**TASK DIRECTIONS**
Only the number is wanted: how many lines below include "path"?

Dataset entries
-----
//! Queue configuration
//!
//! Loaded from TOML. Every field has a default, so an empty document is a
//! valid config:
//!
//! ```toml
//! initial_batch_size = 3
//! max_iteration_time_ms = 40
//!
//! [side_effects]
//! lighting = false
//! neighbors = false
//! ```

use crate::constants::queue::{DEFAULT_INITIAL_BATCH_SIZE, DEFAULT_MAX_ITERATION_TIME_MS};
use crate::error::{QueueError, QueueResult};
use crate::queue::SideEffectSet;
use serde::{Deserialize, Serialize};
use std::path::Path;
use std::time::Duration;

/// Scheduling and write policy for a queue run
#[derive(Debug, Clone, Copy, PartialEq, Eq, Serialize, Deserialize)]
#[serde(default)]
pub struct QueueConfig {
    /// Chunks attempted per window regardless of elapsed time
    pub initial_batch_size: usize,
    /// Soft ceiling on a window's wall-clock time
    pub max_iteration_time_ms: u64,
    /// Side effects allowed on primary writes
    pub side_effects: SideEffectSet,
}

impl Default for QueueConfig {
    fn default() -> Self {
        Self {
            initial_batch_size: DEFAULT_INITIAL_BATCH_SIZE,
            max_iteration_time_ms: DEFAULT_MAX_ITERATION_TIME_MS,
            side_effects: SideEffectSet::batch(),
        }
    }
}

impl QueueConfig {
    pub fn from_toml_str(source: &str) -> QueueResult<Self> {
        let config: QueueConfig = toml::from_str(source)?;
        config.validate()?;
        Ok(config)
    }

    pub fn load(path: impl AsRef<Path>) -> QueueResult<Self> {
        let path = path.as_ref();
        let source = std::fs::read_to_string(path).map_err(|e| QueueError::ConfigLoad {
            path: path.display().to_string(),
            error: e.to_string(),
        })?;
        let config: QueueConfig = toml::from_str(&source).map_err(|e| QueueError::ConfigLoad {
            path: path.display().to_string(),
            error: e.to_string(),
        })?;
        config.validate()?;
        log::info!("[Config] Loaded queue config from {}", path.display());
        Ok(config)
    }

    pub fn validate(&self) -> QueueResult<()> {
        if self.initial_batch_size == 0 {
            return Err(QueueError::InvalidConfig {
                field: "initial_batch_size".to_string(),
                value: "0".to_string(),
                reason: "at least one chunk must be attempted per window".to_string(),
            });
        }
        Ok(())
    }

    pub fn max_iteration_time(&self) -> Duration {
        Duration::from_millis(self.max_iteration_time_ms)
    }
}
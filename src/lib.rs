// Hearth World Queue - batched, time-sliced world writes
//
// Staged block, biome and tile changes are applied to a live world a few
// chunks per host tick, without blocking the tick loop.
// - world::storage::PendingChangeSetBuilder to stage changes
// - queue::QueueCoordinator to enqueue a flush for one world
// - queue::QueueScheduler (or advance_window directly) to drive it

// Constants module
pub mod constants;

// Core modules
pub mod config;
pub mod error;

// Write queue
pub mod queue;

// World types, interfaces and storage
pub mod world;

pub use config::QueueConfig;
pub use error::{
    FallbackCause, OptionExt, QueueError, QueueResult, RestoreError, WriteError,
};

// === Queue ===
pub use queue::{
    ChunkApplier, ChunkApplyStats, ChunkCoordinator, ChunkCoordinatorBuilder, CoordinatorState,
    LocalChunkApplier, QueueCoordinator, QueueId, QueueProgress, QueueScheduler, QueueStats,
    SideEffect, SideEffectSet, TickReport, WindowReport,
};

// === Core World Types ===
pub use world::core::{
    BaseBlock, BiomeId, BlockId, BlockState, ChunkPos, CompoundTag, Tag, VoxelPos,
};
pub use world::interfaces::{FallbackAccess, RawBlock, TagRestorer, WorldStore, WorldTargets};
pub use world::storage::{MemoryWorld, PendingChangeSet, PendingChangeSetBuilder};
pub use world::voxel_to_chunk_pos;
use serde::{Deserialize, Serialize};

/// A secondary effect a block write may trigger
#[derive(Debug, Clone, Copy, PartialEq, Eq, Hash)]
pub enum SideEffect {
    /// Relight affected sections
    Lighting,
    /// Notify and update neighbouring blocks
    Neighbors,
    /// Run block physics (falling sand, fluid flow)
    Physics,
    /// Fire observer/plugin events for the change
    Events,
}

/// Which side effects a write is allowed to run
#[derive(Debug, Clone, Copy, PartialEq, Eq, Serialize, Deserialize)]
#[serde(default)]
pub struct SideEffectSet {
    pub lighting: bool,
    pub neighbors: bool,
    pub physics: bool,
    pub events: bool,
}

impl SideEffectSet {
    /// Every side effect off
    pub const fn none() -> Self {
        Self {
            lighting: false,
            neighbors: false,
            physics: false,
            events: false,
        }
    }

    /// Every side effect on, a normal single-block edit
    pub const fn all() -> Self {
        Self {
            lighting: true,
            neighbors: true,
            physics: true,
            events: true,
        }
    }

    /// Policy for mass writes: no relighting, no neighbour cascades
    pub const fn batch() -> Self {
        Self::none()
    }

    pub fn with(mut self, effect: SideEffect, enabled: bool) -> Self {
        match effect {
            SideEffect::Lighting => self.lighting = enabled,
            SideEffect::Neighbors => self.neighbors = enabled,
            SideEffect::Physics => self.physics = enabled,
            SideEffect::Events => self.events = enabled,
        }
        self
    }

    pub fn is_applied(&self, effect: SideEffect) -> bool {
        match effect {
            SideEffect::Lighting => self.lighting,
            SideEffect::Neighbors => self.neighbors,
            SideEffect::Physics => self.physics,
            SideEffect::Events => self.events,
        }
    }
}

impl Default for SideEffectSet {
    fn default() -> Self {
        Self::batch()
    }
}

#[cfg(test)]
mod tests {
    use super::*;

    #[test]
    fn test_batch_suppresses_cascades() {
        let batch = SideEffectSet::batch();
        assert!(!batch.is_applied(SideEffect::Lighting));
        assert!(!batch.is_applied(SideEffect::Neighbors));
    }

    #[test]
    fn test_with_toggles_single_effect() {
        let set = SideEffectSet::none().with(SideEffect::Events, true);
        assert!(set.is_applied(SideEffect::Events));
        assert!(!set.is_applied(SideEffect::Physics));
        assert_eq!(set.with(SideEffect::Events, false), SideEffectSet::none());
    }
}
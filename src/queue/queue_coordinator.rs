//! Per-world queue facade
//!
//! Owns the staged changes and the world collaborators for one flush, and
//! turns them into a started [`ChunkCoordinator`].

use super::chunk_applier::{ChunkApplier, LocalChunkApplier};
use super::coordinator::{ChunkCoordinator, ErrorHandler, FinalAction, ProgressSubscriber, QueueProgress};
use crate::config::QueueConfig;
use crate::error::{QueueError, QueueResult};
use crate::world::core::{BaseBlock, VoxelPos};
use crate::world::interfaces::WorldTargets;
use crate::world::storage::PendingChangeSet;
use std::sync::Arc;

pub struct QueueCoordinator {
    targets: WorldTargets,
    changes: Arc<PendingChangeSet>,
    config: QueueConfig,
    chunk_consumer: Option<Box<dyn ChunkApplier>>,
    complete_task: Option<FinalAction>,
    error_handler: Option<ErrorHandler>,
    progress_subscriber: Option<ProgressSubscriber>,
}

impl QueueCoordinator {
    pub fn new(targets: WorldTargets, changes: PendingChangeSet) -> Self {
        Self {
            targets,
            changes: Arc::new(changes),
            config: QueueConfig::default(),
            chunk_consumer: None,
            complete_task: None,
            error_handler: None,
            progress_subscriber: None,
        }
    }

    pub fn with_config(mut self, config: QueueConfig) -> Self {
        self.config = config;
        self
    }

    /// Replace the per-chunk write protocol. Without one, `enqueue` writes
    /// through a [`LocalChunkApplier`] over this queue's changes and targets.
    pub fn set_chunk_consumer(&mut self, consumer: impl ChunkApplier + 'static) {
        self.chunk_consumer = Some(Box::new(consumer));
    }

    pub fn set_complete_task(&mut self, task: impl FnOnce() + Send + 'static) {
        self.complete_task = Some(Box::new(task));
    }

    pub fn set_error_handler(&mut self, handler: impl FnMut(QueueError) + Send + 'static) {
        self.error_handler = Some(Box::new(handler));
    }

    pub fn set_progress_subscriber(&mut self, subscriber: impl FnMut(QueueProgress) + Send + 'static) {
        self.progress_subscriber = Some(Box::new(subscriber));
    }

    pub fn config(&self) -> &QueueConfig {
        &self.config
    }

    pub fn changes(&self) -> &PendingChangeSet {
        &self.changes
    }

    pub fn world_name(&self) -> &str {
        self.targets.world_name()
    }

    /// Current block in the target world
    pub fn get_block(&self, pos: VoxelPos) -> BaseBlock {
        self.targets.store.get_block(pos)
    }

    /// Build and start a coordinator over every staged chunk
    pub fn enqueue(self) -> QueueResult<ChunkCoordinator> {
        self.config.validate()?;

        log::info!(
            "[Queue] Enqueueing {} chunks ({} cells) for world '{}'",
            self.changes.len(),
            self.changes.block_count(),
            self.targets.world_name()
        );

        let applier: Box<dyn ChunkApplier> = match self.chunk_consumer {
            Some(consumer) => consumer,
            None => Box::new(LocalChunkApplier::new(
                self.changes.clone(),
                self.targets,
                self.config.side_effects,
            )),
        };

        let mut builder = ChunkCoordinator::builder()
            .with_chunks(self.changes.keys().iter().copied())
            .with_boxed_applier(applier)
            .with_initial_batch_size(self.config.initial_batch_size)
            .with_max_iteration_time(self.config.max_iteration_time());

        if let Some(task) = self.complete_task {
            builder = builder.with_final_action(task);
        }
        if let Some(handler) = self.error_handler {
            builder = builder.with_error_handler(handler);
        }
        if let Some(subscriber) = self.progress_subscriber {
            builder = builder.with_progress_subscriber(subscriber);
        }

        let mut coordinator = builder.build()?;
        coordinator.start();
        Ok(coordinator)
    }
}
-----
**SOLUTION TO THE PROBLEM**
7